I could praise Air Zonk’s audiovisual excellence all day. I feel I’d be remiss if I didn’t also make some effort to convey how bloody weird it is, though. While it’s bright colors and cartoon style do recall cutesy shooters like Fantasy Zone and TwinBee, the game’s whole aesthetic really skews more bizarre with a side of the grotesque than it does conventionally sweet and adorable. Take one enemy you counter early on in level five. It appears to be a hovering elephant skeleton with glowing red eyes. In a moderately eccentric game, that would be odd enough. Not here. The artists went ahead and added some sort of deformed green head with bulging bloodshot eyes to the top of the skeleton. Still not satisfied, they gave that head a tumor-like cluster of tinier heads sprouting from it! I had to pause and stare at this thing for a good minute or so the first time I encountered it, wondering what the hell I was supposed to be looking at. That’s just one example of the insanity on display, too. Zonk fought alongside a sentient baseball, got transformed into a milk squirting man-cow creature, and more. Hell, the Japanese version has him producing exploding turds (each wearing its own pair of matching Zonk shades!) by holding the fire down button long enough. Alas, these are replaced by bombs overseas.

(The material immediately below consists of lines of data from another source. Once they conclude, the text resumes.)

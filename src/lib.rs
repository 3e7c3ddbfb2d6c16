use std::sync::Arc;

// --- Module Structure ---

// Core client services.
pub mod api;
pub mod auth;
pub mod error;
pub mod router;
pub mod storage;

// Application shell around the core.
pub mod config;
pub mod guards;
pub mod models;
pub mod pages;
pub mod paths;
pub mod telemetry;
pub mod tracking;

// --- Public Re-exports ---

pub use api::{ApiClient, RequestOptions};
pub use auth::SessionStore;
pub use config::AppConfig;
pub use error::{ApiError, ApiResult};
pub use pages::{Page, PageContext, PageRenderer};
pub use router::{Navigator, Router};
pub use storage::{FileStore, KeyValueStore, MemoryStore, StoreState};
pub use tracking::InteractionTracker;

use router::dom::EventTarget;
use router::history::History;

/// App
///
/// The running client: one store, one router, one HTTP client, one session. Built
/// explicitly and handed to whatever needs it, instead of living in globals.
///
/// Wiring order matters: the HTTP client only holds a weak router handle, so route
/// handlers may capture the client without creating a cycle.
#[derive(Clone)]
pub struct App {
    pub config: AppConfig,
    pub store: StoreState,
    pub router: Router,
    pub api: ApiClient,
    pub session: SessionStore,
    pub tracker: InteractionTracker,
}

impl App {
    /// new
    ///
    /// Uses a `FileStore` when the config names a session file, memory otherwise.
    pub fn new(config: AppConfig, history: Arc<dyn History>) -> Self {
        let store: StoreState = match &config.session_file {
            Some(path) => Arc::new(FileStore::open(path)),
            None => Arc::new(MemoryStore::new()),
        };
        Self::with_store(config, store, history)
    }

    pub fn with_store(config: AppConfig, store: StoreState, history: Arc<dyn History>) -> Self {
        let router = Router::new(history);
        let api = ApiClient::new(config.api_base_url.clone(), store.clone())
            .with_navigator(Arc::new(router.downgrade()));
        let session = SessionStore::new(api.clone(), store.clone());
        let tracker = InteractionTracker::new(api.clone());

        Self {
            config,
            store,
            router,
            api,
            session,
            tracker,
        }
    }

    pub fn context(&self) -> PageContext {
        PageContext {
            router: self.router.clone(),
            api: self.api.clone(),
            session: self.session.clone(),
            tracker: self.tracker.clone(),
        }
    }

    /// register_routes
    ///
    /// Installs every page of the URL scheme plus a `*` fallback that goes home. Access
    /// checks run synchronously before the renderer is spawned.
    pub fn register_routes(&self, renderer: Arc<dyn PageRenderer>) {
        for page in Page::ALL {
            let renderer = renderer.clone();
            let api = self.api.clone();
            let session = self.session.clone();
            let tracker = self.tracker.clone();

            self.router.route_async(page.path(), move |router: Router| {
                let allowed = page
                    .access()
                    .is_none_or(|access| guards::enforce(&session, &router, access));
                let renderer = renderer.clone();
                let ctx = PageContext {
                    router,
                    api: api.clone(),
                    session: session.clone(),
                    tracker: tracker.clone(),
                };
                async move {
                    if !allowed {
                        return Ok(());
                    }
                    renderer.render(page, ctx).await
                }
            });
        }

        self.router.route(router::WILDCARD, |router: &Router| {
            router.navigate(router::ROOT);
            Ok(())
        });

        tracing::info!(routes = ?self.router.routes(), "Routes registered");
    }

    /// start
    ///
    /// Initialises the router against the host's event target and renders the current
    /// location.
    pub fn start(&self, target: &dyn EventTarget) -> bool {
        self.router.init(target)
    }
}
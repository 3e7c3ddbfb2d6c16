use thiserror::Error;

/// Result alias for every call that goes through the HTTP client.
pub type ApiResult<T> = Result<T, ApiError>;

/// ApiError
///
/// The only failure type that leaves the HTTP client. Its `Display` output is the
/// human-readable text pages show to the user as-is; callers never branch on status codes.
#[derive(Debug, Error)]
pub enum ApiError {
    /// The backend answered 401. The session has already been torn down by the time
    /// this is returned.
    #[error("{message}")]
    Unauthorized { message: String },

    /// Any other non-2xx status. `message` prefers the server's `error`/`message` field.
    #[error("{message}")]
    Status { status: u16, message: String },

    /// The request never reached the backend (connection refused, DNS, reset).
    #[error("Could not connect to the server. Check that the backend is running at {origin}")]
    Unreachable { origin: String },

    /// The request could not be built (malformed URL or header).
    #[error("Invalid request: {0}")]
    InvalidRequest(String),

    /// A successful response carried a body that is not valid JSON, or JSON of the wrong shape.
    #[error("Invalid response from server: {0}")]
    Decode(String),
}

impl ApiError {
    /// HTTP status carried by the failure, if the backend answered at all.
    pub fn status(&self) -> Option<u16> {
        match self {
            ApiError::Unauthorized { .. } => Some(401),
            ApiError::Status { status, .. } => Some(*status),
            _ => None,
        }
    }
}

impl From<serde_json::Error> for ApiError {
    fn from(err: serde_json::Error) -> Self {
        ApiError::Decode(err.to_string())
    }
}
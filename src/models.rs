use serde::{Deserialize, Deserializer, Serialize, Serializer};
use serde_json::{Map, Value};

// --- Identity ---

/// Role
///
/// The RBAC field of a user profile. The backend sends it as a plain string; unknown
/// values are kept verbatim so a newer backend cannot break deserialization.
#[derive(Debug, Clone, PartialEq, Eq, Default)]
pub enum Role {
    #[default]
    Customer,
    BusinessAdmin,
    SuperAdmin,
    Other(String),
}

impl Role {
    pub const CUSTOMER: &'static str = "customer";
    pub const BUSINESS_ADMIN: &'static str = "business-admin";
    pub const SUPER_ADMIN: &'static str = "super-admin";

    pub fn as_str(&self) -> &str {
        match self {
            Role::Customer => Self::CUSTOMER,
            Role::BusinessAdmin => Self::BUSINESS_ADMIN,
            Role::SuperAdmin => Self::SUPER_ADMIN,
            Role::Other(raw) => raw,
        }
    }
}

impl From<&str> for Role {
    fn from(raw: &str) -> Self {
        match raw {
            Self::CUSTOMER => Role::Customer,
            Self::BUSINESS_ADMIN => Role::BusinessAdmin,
            Self::SUPER_ADMIN => Role::SuperAdmin,
            other => Role::Other(other.to_string()),
        }
    }
}

impl Serialize for Role {
    fn serialize<S: Serializer>(&self, serializer: S) -> Result<S::Ok, S::Error> {
        serializer.serialize_str(self.as_str())
    }
}

impl<'de> Deserialize<'de> for Role {
    fn deserialize<D: Deserializer<'de>>(deserializer: D) -> Result<Self, D::Error> {
        let raw = String::deserialize(deserializer)?;
        Ok(Role::from(raw.as_str()))
    }
}

/// User
///
/// The cached profile returned by `GET /auth/me`. Fields this client does not model are
/// carried in `extra` so the persisted copy round-trips unchanged.
#[derive(Debug, Clone, Serialize, Deserialize, Default, PartialEq)]
pub struct User {
    #[serde(deserialize_with = "id_from_string_or_number")]
    pub id: String,
    #[serde(default)]
    pub email: String,
    #[serde(default)]
    pub role: Role,
    #[serde(
        default,
        deserialize_with = "optional_id_from_string_or_number",
        skip_serializing_if = "Option::is_none"
    )]
    pub business_id: Option<String>,
    #[serde(default, skip_serializing_if = "Option::is_none")]
    pub business_application_status: Option<String>,
    #[serde(default, skip_serializing_if = "Option::is_none")]
    pub created_at: Option<String>,
    #[serde(flatten)]
    pub extra: Map<String, Value>,
}

// Backend ids are strings, but numeric ids show up in older rows.
fn id_from_string_or_number<'de, D: Deserializer<'de>>(deserializer: D) -> Result<String, D::Error> {
    match Value::deserialize(deserializer)? {
        Value::String(s) => Ok(s),
        Value::Number(n) => Ok(n.to_string()),
        other => Err(serde::de::Error::custom(format!(
            "expected string or number id, got {}",
            other
        ))),
    }
}

fn optional_id_from_string_or_number<'de, D: Deserializer<'de>>(
    deserializer: D,
) -> Result<Option<String>, D::Error> {
    match Option::<Value>::deserialize(deserializer)? {
        None | Some(Value::Null) => Ok(None),
        Some(Value::String(s)) => Ok(Some(s)),
        Some(Value::Number(n)) => Ok(Some(n.to_string())),
        Some(other) => Err(serde::de::Error::custom(format!(
            "expected string or number id, got {}",
            other
        ))),
    }
}

// --- Request Payloads ---

/// LoginRequest
///
/// Body of `POST /auth/login`.
#[derive(Debug, Clone, Serialize, Deserialize)]
pub struct LoginRequest {
    pub email: String,
    pub password: String,
}

/// RegisterRequest
///
/// Body of `POST /auth/register`.
#[derive(Debug, Clone, Serialize, Deserialize)]
pub struct RegisterRequest {
    pub email: String,
    pub password: String,
    pub role: Role,
}

/// TokenResponse
///
/// Successful login answer. Only the token is used.
#[derive(Debug, Clone, Serialize, Deserialize)]
pub struct TokenResponse {
    pub access_token: String,
    #[serde(default)]
    pub token_type: Option<String>,
}

/// ResetPasswordRequest
///
/// Body of `POST /auth/reset-password`; the token and email arrive in the reset link's
/// query string.
#[derive(Debug, Clone, Serialize, Deserialize)]
pub struct ResetPasswordRequest {
    pub email: String,
    pub token: String,
    pub new_password: String,
}

// --- Outcomes ---

/// AuthOutcome
///
/// Result object returned by the session store. Failures are values, never panics or
/// propagated errors, so pages can render `error` directly.
///
/// Serializes as `{"success":true,<field>:...}` or `{"success":false,"error":"..."}`, where
/// `<field>` comes from the payload's `OutcomePayload` impl: `user` for a profile, `data`
/// for raw backend JSON.
#[derive(Debug, Clone, PartialEq)]
pub enum AuthOutcome<T> {
    Success(T),
    Failure { error: String },
}

impl<T> AuthOutcome<T> {
    pub fn failure(error: impl Into<String>) -> Self {
        AuthOutcome::Failure {
            error: error.into(),
        }
    }

    pub fn is_success(&self) -> bool {
        matches!(self, AuthOutcome::Success(_))
    }

    pub fn error(&self) -> Option<&str> {
        match self {
            AuthOutcome::Failure { error } => Some(error),
            AuthOutcome::Success(_) => None,
        }
    }

    pub fn into_option(self) -> Option<T> {
        match self {
            AuthOutcome::Success(value) => Some(value),
            AuthOutcome::Failure { .. } => None,
        }
    }
}

/// OutcomePayload
///
/// Names the key a successful `AuthOutcome` carries its payload under.
pub trait OutcomePayload {
    const FIELD: &'static str;
}

impl OutcomePayload for User {
    const FIELD: &'static str = "user";
}

impl OutcomePayload for Value {
    const FIELD: &'static str = "data";
}

impl<T: Serialize + OutcomePayload> Serialize for AuthOutcome<T> {
    fn serialize<S: Serializer>(&self, serializer: S) -> Result<S::Ok, S::Error> {
        use serde::ser::SerializeMap;

        let mut map = serializer.serialize_map(Some(2))?;
        match self {
            AuthOutcome::Success(value) => {
                map.serialize_entry("success", &true)?;
                map.serialize_entry(T::FIELD, value)?;
            }
            AuthOutcome::Failure { error } => {
                map.serialize_entry("success", &false)?;
                map.serialize_entry("error", error)?;
            }
        }
        map.end()
    }
}

// --- Interaction Tracking ---

/// InteractionType
///
/// What the user did. Upper-case on the wire.
#[derive(Debug, Clone, Copy, PartialEq, Eq, Serialize, Deserialize)]
#[serde(rename_all = "UPPERCASE")]
pub enum InteractionType {
    View,
    Click,
    Search,
    Compare,
}

/// EntityType
///
/// What the interaction was about. Upper-case on the wire.
#[derive(Debug, Clone, Copy, PartialEq, Eq, Serialize, Deserialize)]
#[serde(rename_all = "UPPERCASE")]
pub enum EntityType {
    Tire,
    Business,
    Page,
}

/// Interaction
///
/// Body of `POST /governance/interactions`.
#[derive(Debug, Clone, Serialize, Deserialize, PartialEq)]
pub struct Interaction {
    pub interaction_type: InteractionType,
    pub entity_type: EntityType,
    pub entity_id: String,
    #[serde(default, skip_serializing_if = "Option::is_none")]
    pub metadata: Option<Value>,
}

impl Interaction {
    pub fn new(
        interaction_type: InteractionType,
        entity_type: EntityType,
        entity_id: impl Into<String>,
    ) -> Self {
        Self {
            interaction_type,
            entity_type,
            entity_id: entity_id.into(),
            metadata: None,
        }
    }

    pub fn with_metadata(mut self, metadata: Value) -> Self {
        self.metadata = Some(metadata);
        self
    }
}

So far, what I’ve been describing is a 16-bit shooter fan’s dream come true. Wildly varied action? Spectacular graphics and sound? A sense of humor that’s unhinged in the best possible way? Sign me up for all that! Sadly, Air Zonk does stumble in one important area: Difficulty balancing. Relatively chill for the majority of its run time, its fifth and final stage is a real bastard, with five waves of regular enemies broken up by no less than nine boss fights. Nine! Getting blindsided with this near R-Type degree of brutality is off-putting for sure. I certainly wouldn’t dispute that a game’s final level should be its toughest, but making it far and away tougher than the rest of the lot combined is pushing the principle entirely too far. A more reasonable idea would have been to break this marathon finale up into two separate stages with a checkpoint in-between. Thank heavens for unlimited continues, eh?
Unfortunate as it is, Air Zonk’s last minute Jekyll and Hyde turn wasn’t enough to put me off it altogether. It still earns a hearty recommendation on the strength of its unbridled creativity, technical prowess, and bounty of meaningful play options. My only true regret is that we never got the Bonk/Zonk crossover we deserve. Imagine these two joining forces across time, with Bonk handling the platforming duties and Zonk the shoot-’em-up mayhem. It’s only the most obvious collaboration since chocolate and peanut butter, guys. Yeesh!